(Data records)
==================================================

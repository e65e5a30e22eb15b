// src/checker/http.rs
// =============================================================================
// This module checks whether documentation links are reachable.
//
// Key functionality:
// - HEAD first (no body download), GET only when the server answers 405
// - Redirects (301/302/307/308) are followed here rather than by reqwest, so
//   skip rules apply to every hop and the hop count is bounded
// - Every failure mode becomes a ProbeOutcome::Failure; nothing escapes
//
// Each request gets its own timeout budget: a chain of three redirects may
// take up to four timeouts in total.
// =============================================================================

use anyhow::{Context, Result};
use reqwest::redirect::Policy;
use reqwest::{header, Client, Response, StatusCode};
use std::time::Duration;
use tracing::debug;
use url::Url;

use super::filter::SkipRules;
use super::outcome::{CheckTarget, ProbeError, ProbeOutcome, SuccessDetail, TargetKind};
use crate::config::CheckerConfig;

/// Redirect statuses the prober follows when a Location header is present
const FOLLOWED_REDIRECTS: [StatusCode; 4] = [
    StatusCode::MOVED_PERMANENTLY,
    StatusCode::FOUND,
    StatusCode::TEMPORARY_REDIRECT,
    StatusCode::PERMANENT_REDIRECT,
];

/// Issues probes for one run. Cheap to share by reference across the pool.
pub struct Prober {
    pub(super) client: Client,
    skip_rules: SkipRules,
    max_redirects: usize,
}

impl Prober {
    /// Builds the shared HTTP client.
    ///
    /// # Errors
    /// Fails only if the TLS backend cannot be initialised.
    pub fn new(config: &CheckerConfig, skip_rules: SkipRules) -> Result<Self> {
        let client = Client::builder()
            .timeout(Duration::from_millis(config.timeout_ms))
            .redirect(Policy::none())
            .user_agent(config.user_agent.clone())
            .build()
            .context("Failed to create HTTP client")?;

        Ok(Self {
            client,
            skip_rules,
            max_redirects: config.max_redirects,
        })
    }

    /// Probes a target according to its kind
    pub async fn probe(&self, target: &CheckTarget) -> ProbeOutcome {
        match target.kind {
            TargetKind::Endpoint => self.probe_endpoint(&target.value).await,
            TargetKind::Link => self.probe_link(&target.value).await,
        }
    }

    // Checks one documentation link
    //
    // Steps, repeated per redirect hop:
    // 1. Skip-rule match -> Skipped (no request is sent)
    // 2. HEAD request
    // 3. Followed redirect with Location -> resolve and go again
    // 4. [200, 400) -> Success, 405 -> GET fallback, anything else -> Failure
    pub async fn probe_link(&self, url: &str) -> ProbeOutcome {
        let mut current = url.to_string();
        let mut hops = 0;

        loop {
            if let Some(reason) = self.skip_rules.matching_reason(&current) {
                return ProbeOutcome::Skipped(reason.to_string());
            }

            let response = match self.client.head(&current).send().await {
                Ok(response) => response,
                Err(e) => return ProbeOutcome::Failure(e.into()),
            };
            let status = response.status();

            if FOLLOWED_REDIRECTS.contains(&status) {
                if let Some(location) = location_header(&response) {
                    if hops >= self.max_redirects {
                        return ProbeOutcome::Failure(ProbeError::TooManyRedirects(
                            self.max_redirects,
                        ));
                    }
                    let next = match resolve_location(&current, location) {
                        Ok(next) => next,
                        Err(e) => return ProbeOutcome::Failure(e),
                    };
                    debug!(
                        from = %current,
                        to = %next,
                        status = status.as_u16(),
                        "following redirect"
                    );
                    current = next;
                    hops += 1;
                    continue;
                }
            }

            return self.finish_link(current, status).await;
        }
    }

    // Turns the final HEAD status into an outcome, retrying 405 as GET
    async fn finish_link(&self, url: String, status: StatusCode) -> ProbeOutcome {
        if is_reachable(status) {
            return link_success(url, status);
        }

        if status != StatusCode::METHOD_NOT_ALLOWED {
            return ProbeOutcome::Failure(ProbeError::Status(status.as_u16()));
        }

        debug!(url = %url, "HEAD not allowed, retrying with GET");
        match self.client.get(&url).send().await {
            Ok(response) if is_reachable(response.status()) => {
                link_success(url, response.status())
            }
            Ok(response) => ProbeOutcome::Failure(ProbeError::Status(response.status().as_u16())),
            Err(e) => ProbeOutcome::Failure(e.into()),
        }
    }
}

fn is_reachable(status: StatusCode) -> bool {
    (200..400).contains(&status.as_u16())
}

fn link_success(final_url: String, status: StatusCode) -> ProbeOutcome {
    ProbeOutcome::Success(SuccessDetail::Link {
        status: status.as_u16(),
        final_url,
    })
}

fn location_header(response: &Response) -> Option<&str> {
    response
        .headers()
        .get(header::LOCATION)
        .and_then(|v| v.to_str().ok())
        .filter(|v| !v.is_empty())
}

// Resolves a Location header against the URL that produced it
//
// Examples (current = "https://docs.test/a/b"):
//   "https://other.test/x" -> "https://other.test/x" (kept as written)
//   "/login"               -> "https://docs.test/login"
//   "c"                    -> "https://docs.test/a/c"
fn resolve_location(current: &str, location: &str) -> Result<String, ProbeError> {
    if Url::parse(location).is_ok() {
        return Ok(location.to_string());
    }

    Url::parse(current)
        .and_then(|base| base.join(location))
        .map(String::from)
        .map_err(|_| ProbeError::InvalidRedirect(location.to_string()))
}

==================================================

## [What to do]
Bring together all lines in the records where the word "into" is found.

## [Reply]
                Err(e) => return ProbeOutcome::Failure(e.into()),
    // Turns the final HEAD status into an outcome, retrying 405 as GET
            Err(e) => ProbeOutcome::Failure(e.into()),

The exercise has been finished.